- _What to do_
Below are the entries; return every line among them that holds the word "path".

- _Supplied data_

//! Front-end register sets and how they reach the hardware.

use daq_core::driver::{channel_mask, ConfigLoader, ConfigSet, TxCore};
use daq_core::error::{AppResult, DaqError};
use daq_core::router::ChannelId;
use std::path::Path;
use tracing::debug;

/// One front end attached to a readout channel.
#[derive(Debug, Clone, PartialEq, Eq)]
pub struct FrontEnd {
    channel: ChannelId,
    config: ConfigSet,
}

impl FrontEnd {
    /// Front end on `channel` with register set `config`.
    pub fn new(channel: ChannelId, config: ConfigSet) -> Self {
        Self { channel, config }
    }

    /// Front end with the register set stored at `path`, or the default set
    /// when no path is given.
    pub fn load<L>(channel: ChannelId, loader: &L, path: Option<&Path>) -> AppResult<Self>
    where
        L: ConfigLoader,
        DaqError: From<L::Error>,
    {
        let config = match path {
            Some(path) => loader.load_from_file(path)?,
            None => ConfigSet::default(),
        };
        Ok(Self::new(channel, config))
    }

    /// Readout channel of this front end.
    pub fn channel(&self) -> ChannelId {
        self.channel
    }

    /// Register set written by [`push`](Self::push).
    pub fn config(&self) -> &ConfigSet {
        &self.config
    }

    /// Register set, for per-scan overrides.
    pub fn config_mut(&mut self) -> &mut ConfigSet {
        &mut self.config
    }

    /// Write the register set and pixel enables of this front end.
    ///
    /// Routes the transmit path to this channel only. The caller restores
    /// the broadcast mask afterwards. Returns the number of commands sent.
    pub fn push(&self, tx: &dyn TxCore) -> AppResult<usize> {
        tx.enable(channel_mask([self.channel]))?;
        let commands = self.config.to_commands();
        let count = commands.len();
        for command in commands {
            tx.send(command)?;
        }
        debug!(
            channel = self.channel,
            name = %self.config.name,
            commands = count,
            "Front-end configuration pushed"
        );
        Ok(count)
    }
}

- _Reply_
use std::path::Path;
    /// Front end with the register set stored at `path`, or the default set
    /// when no path is given.
    pub fn load<L>(channel: ChannelId, loader: &L, path: Option<&Path>) -> AppResult<Self>
        let config = match path {
            Some(path) => loader.load_from_file(path)?,
    /// Routes the transmit path to this channel only. The caller restores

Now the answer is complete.